The Five: Run, Paul, Run?
Paul Finebaum as a voice of reason in politics? Maybe so.
This is Throwbacks, a newsletter by me, Michael Weinreb, about sports, history, culture and politics, and everything in-between.
If you like what you read, please click the button below, join the mailing list for FREE and please share, on social media or through e-mail or however you feel comfortable sharing.
And if you’ve been reading for a while, please consider a paid subscription to unlock certain posts and help keep this thing going.
Click here and get 25 percent off your subscription for the first year.
(If you cannot afford a paid subscription and would like one, send me an email and I’ll comp you one, no questions asked.)
I.
Here’s one thing I’m coming to realize about living through the most surreal political era in modern American history: Things that might have struck me as mind-blowingly unfathomable five years ago now feel entirely mundane. And so this week, when I heard that ESPN talk-radio personality Paul Finebaum was considering a run for Senate in the state of Alabama, I was not particularly surprised, any more than I might have been surprised if Finebaum had picked Auburn to beat Oklahoma two weeks ago.
In fact, the more I thought about it, the more it made a weird amount of sense to me, which either means I’ve lost all grip on what reality used to be, or it means that Finebaum embracing politics might actually prove a small step toward helping us grapple our way back toward some semblance of normalcy.
Back in 2012, the New Yorker’s Reeves Wiedemann wrote a long profile of Finebaum that felt like one of the first real attempts by the Ivy League cognoscenti to translate the nascent strands of Trumpism. Finebaum hosted a radio show focused almost entirely on Southern college football that blended elements of Rush Limbaugh and Howard Stern. He was a former newspaper columnist who had become famous in Alabama for his incendiary takes, but he understood that his callers were the stars of the show.
For whatever reason, Finebaum’s deadpan energy and his preternatural ability to never break character or even offer a hint of a smile unleashed the id of his listeners. They would say crazy things and Finebaum would let those crazy things linger in the air so that those people would realize just how insane they sounded. Over time, he became an essential figure in Southern culture, in part because he exposed its extremes even as he embraced its unique passion for college football. Here is an example of one on-air conversation that Wiedemann captured, with a dude named Glen from Louisiana, who also admitted that he celebrated an LSU win over Alabama by drinking thirty beers.

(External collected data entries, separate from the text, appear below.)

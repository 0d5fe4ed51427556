//! Session
//!
//! Runs the tagged line protocol for one client connection.

use std::sync::Arc;
use std::time::Duration;

use crate::auth::{AuthGate, DenyAll};
use crate::error::{Result, TagmuxError};
use crate::protocol::{format_status, format_tagged, parse_line, Parsed, Reply, AUTH_COMMAND};
use crate::router::{Handler, NotFoundHandler, Router};

use super::transport::{ConnectionStream, LineTransport};

/// Per-connection protocol state
///
/// ## Loop
/// ```text
/// OPEN ── read line ── parse ── dispatch ── flush reply ──┐
///   ▲                                                     │
///   └─────────────────────────────────────────────────────┘
///          (read/write error, EOF or close request → CLOSED)
/// ```
///
/// Authentication is a flag, not a loop state: handlers see it through
/// [`Reply::auth`] and decide for themselves what an unauthenticated
/// client may do.
pub struct Session<S: ConnectionStream> {
    /// Line reader/writer over the client stream
    transport: LineTransport<S>,

    /// Shared command table
    router: Arc<Router>,

    /// Shared credential check for `auth`
    auth_gate: Arc<dyn AuthGate>,

    /// Idle timeout applied to every line read
    timeout: Duration,

    /// Result of the most recent `auth` attempt
    auth: bool,

    /// Set once the session must stop reading
    closed: bool,
}

impl<S: ConnectionStream> Session<S> {
    /// Create a session with an empty router and the deny-all gate
    pub fn new(stream: S, timeout: Duration) -> Self {
        Self::with_services(stream, timeout, Arc::new(Router::new()), Arc::new(DenyAll))
    }

    /// Create a session sharing the given router and gate
    pub fn with_services(
        stream: S,
        timeout: Duration,
        router: Arc<Router>,
        auth_gate: Arc<dyn AuthGate>,
    ) -> Self {
        Self {
            transport: LineTransport::new(stream),
            router,
            auth_gate,
            timeout,
            auth: false,
            closed: false,
        }
    }

    pub fn set_auth_gate(&mut self, auth_gate: Arc<dyn AuthGate>) {
        self.auth_gate = auth_gate;
    }

    /// Whether the last `auth` attempt succeeded
    pub fn is_auth(&self) -> bool {
        self.auth
    }

    /// Run the gate and store its verdict as the session's auth flag
    pub fn authenticate(&mut self, username: &str, password: &str) -> bool {
        self.auth = self.auth_gate.authenticate(username, password);
        self.auth
    }

    pub fn is_closed(&self) -> bool {
        self.closed
    }

    /// Stop the loop before the next read
    pub fn close(&mut self) {
        self.closed = true;
    }

    /// Peer label for logging
    pub fn peer(&self) -> &str {
        self.transport.peer()
    }

    // =========================================================================
    // Output
    // =========================================================================

    /// Write a raw line
    pub fn write_line(&mut self, text: &str) -> Result<()> {
        self.transport.write_line(text)
    }

    /// Write `<tag> <text>`
    pub fn write_tagged(&mut self, tag: &str, text: &str) -> Result<()> {
        self.transport.write_line(&format_tagged(tag, text))
    }

    /// Write `* <text>`
    pub fn write_status(&mut self, text: &str) -> Result<()> {
        self.transport.write_line(&format_status(text))
    }

    // =========================================================================
    // Protocol Loop
    // =========================================================================

    /// Handle the connection (blocking until closed)
    ///
    /// Returns `Ok` when the client disconnects, goes idle past the timeout,
    /// or a handler closes the session. Other I/O errors are returned.
    pub fn run(&mut self) -> Result<()> {
        tracing::debug!("Session started for {}", self.peer());

        while !self.closed {
            let line = match self.transport.read_line(self.timeout) {
                Ok(line) => line,
                Err(e) => return self.fail(e),
            };

            if let Err(e) = self.process_line(&line) {
                return self.fail(e);
            }
        }

        tracing::debug!("Session closed for {}", self.peer());
        Ok(())
    }

    /// Process one line that has already been read
    ///
    /// Malformed lines get the fixed not-found response untagged; the reserved
    /// `auth` command updates the auth flag and writes nothing; everything
    /// else goes through the router. Only write errors are returned.
    pub fn process_line(&mut self, line: &str) -> Result<()> {
        let parsed = parse_line(line);
        let mut reply = Reply::new(self.auth);

        let tag = match &parsed {
            Parsed::Untagged => {
                tracing::debug!("No tag in command from {}", self.peer());
                NotFoundHandler.handle(line, &mut reply);
                None
            }
            Parsed::InvalidTag => {
                // Never reflect an unvalidated tag onto the wire
                tracing::debug!("Invalid tag in command from {}", self.peer());
                NotFoundHandler.handle(line, &mut reply);
                None
            }
            Parsed::Command { name, args, .. } if name == AUTH_COMMAND => {
                self.handle_auth(args);
                return Ok(());
            }
            Parsed::Command { tag, name, .. } => {
                tracing::debug!("Command '{}' tagged {} from {}", name, tag, self.peer());
                if let Some(routed) = parsed.routed_line() {
                    self.router.dispatch(&routed, &mut reply);
                }
                Some(*tag)
            }
        };

        self.flush_reply(tag, &reply)?;

        if reply.close_requested() {
            tracing::debug!("Handler requested close for {}", self.peer());
            self.closed = true;
        }
        Ok(())
    }

    /// `auth <username> <password>`: no reply is written either way
    fn handle_auth(&mut self, args: &str) {
        let mut tokens = args.split_whitespace();
        match (tokens.next(), tokens.next()) {
            (Some(username), Some(password)) => {
                let accepted = self.authenticate(username, password);
                tracing::info!(
                    "Authentication {} for user '{}' from {}",
                    if accepted { "accepted" } else { "rejected" },
                    username,
                    self.peer()
                );
            }
            _ => {
                // Gate is not consulted without both credentials
                tracing::debug!("Incomplete auth command from {}", self.peer());
                self.auth = false;
            }
        }
    }

    /// Status first as one untagged line, then the response as one line
    /// (tagged when a valid tag is known, untagged otherwise)
    fn flush_reply(&mut self, tag: Option<&str>, reply: &Reply) -> Result<()> {
        if let Some(status) = reply.status_text() {
            self.write_status(&status)?;
        }

        if let Some(response) = reply.response_text() {
            match tag {
                Some(tag) => self.write_tagged(tag, &response)?,
                None => self.write_status(&response)?,
            }
        }
        Ok(())
    }

    /// End the loop on a transport error
    fn fail(&mut self, e: TagmuxError) -> Result<()> {
        let was_closed = std::mem::replace(&mut self.closed, true);

        if e.is_disconnect() {
            if !was_closed {
                tracing::debug!("Client {} disconnected: {}", self.peer(), e);
            }
            return Ok(());
        }

        if !was_closed {
            tracing::warn!("Connection error for {}: {}", self.peer(), e);
        }
        Err(e)
    }
}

“They played like a bunch of queer little boys,” Glen said, after a loss by Louisiana State.
“What is your sexual preference, anyway, Glen?” Finebaum asked.
“Hot women.”
“Who’s the governor of Louisiana?”
“Bobby Jindal.”
“Did you vote for him?”
“No.”
“You couldn’t vote for David Duke.”
“I would have, though. Anybody but Obama.”
“Why don’t you like President Obama?”
“Because I just don’t—man, this ain’t got nothing to do with L.S.U. football, Paul. That’s what I called for!”
“What are you drinking?”
“Busch Light—you know, man beer.”
“Is your wife an L.S.U. fan?”
“Aw, hell yeah. I’d divorce her if she wadn’t.”

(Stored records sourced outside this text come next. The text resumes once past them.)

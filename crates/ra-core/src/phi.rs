use crate::constants::{PHI, PHI_INVERSE};
use crate::error::{RaError, Result};

/// Default tolerance for [`is_phi_ratio`].
pub const DEFAULT_PHI_TOLERANCE: f64 = 0.01;

/// φⁿ for any integer n.
///
/// n ∈ {-1, 0, 1} returns the stored constant exactly; other powers go
/// through `powi` on φ (positive n) or on 1/φ (negative n).
pub fn phi_power(n: i32) -> f64 {
    match n {
        0 => 1.0,
        1 => PHI,
        -1 => PHI_INVERSE,
        n if n > 0 => PHI.powi(n),
        n => PHI_INVERSE.powi(n.saturating_neg()),
    }
}

/// F(n+1) / F(n), seeded from (1, 1). Converges to φ as n grows.
pub fn fibonacci_ratio(n: i64) -> Result<f64> {
    if n < 1 {
        return Err(RaError::InvalidArgument(format!(
            "fibonacci index must be >= 1, got {n}"
        )));
    }

    // Past ~90 terms u64 saturates; the ratio has long since hit φ in f64.
    let mut prev: u64 = 1;
    let mut curr: u64 = 1;
    for _ in 1..n.min(90) {
        let next = prev.saturating_add(curr);
        prev = curr;
        curr = next;
    }

    Ok(curr as f64 / prev as f64)
}

/// True when the larger of `a`, `b` divided by the smaller is within
/// `tolerance` of φ. Non-positive inputs never match.
pub fn is_phi_ratio(a: f64, b: f64, tolerance: f64) -> bool {
    if a <= 0.0 || b <= 0.0 {
        return false;
    }
    let ratio = a.max(b) / a.min(b);
    (ratio - PHI).abs() < tolerance
}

The zenith (or nadir) of the Finebaum program may have come in 2011, when a caller who went by the name Al from Dadeville confessed on-air that he’d poisoned the trees at Auburn’s Toomer’s Corner. Finebaum presumed it was a joke; it turned out it wasn’t a joke, and Al from Dadeville—real name Harvey Updyke—was convicted of a felony. He’d felt so comfortable talking about it on Finebaum’s show that he confessed to his own crime.
II.
If all of this sounds utterly insane, that’s because it is. But the thing about Finebaum is that he’s always understood what he’s doing. The chaos is controlled. He spews his own hot takes, yes, but over the years, his role has become more calculated. He’s more of an emcee now. He recognizes when his callers have gone too far, and he exposes them for their cruelty and stupidity. When one caller made fun of another for having lung cancer, Finebaum replied, “I’m not going to respond, but you can make a complete ass out of yourself and go right ahead.” (Finebaum later made the rare move of banning that caller from his show.) In 2024, after Finebaum deemed a longtime caller delusional, the caller wished a heart attack on Finebaum. Only one side came out looking dumber amid that exchange.
III.
It was late last Saturday night, and I will admit, I was in a mood. I imagine you’ve probably been there yourself; I imagine that, whatever kind of team you happen to root for in whatever competitive endeavor you happen to immerse yourself in, there are moments after an excruciating defeat when you wonder why you even bother to put yourself through this, and whether anything is ever going to change, and this is not just true for New York Mets fans.
There is that moment in Groundhog Day when Bill Murray’s character traverses from hedonism to nihilism, and this is what that football game on Saturday night felt like to me. This was the toaster in the bathtub; this was the exploding truck. This was about as low as it gets. And then it somehow got lower.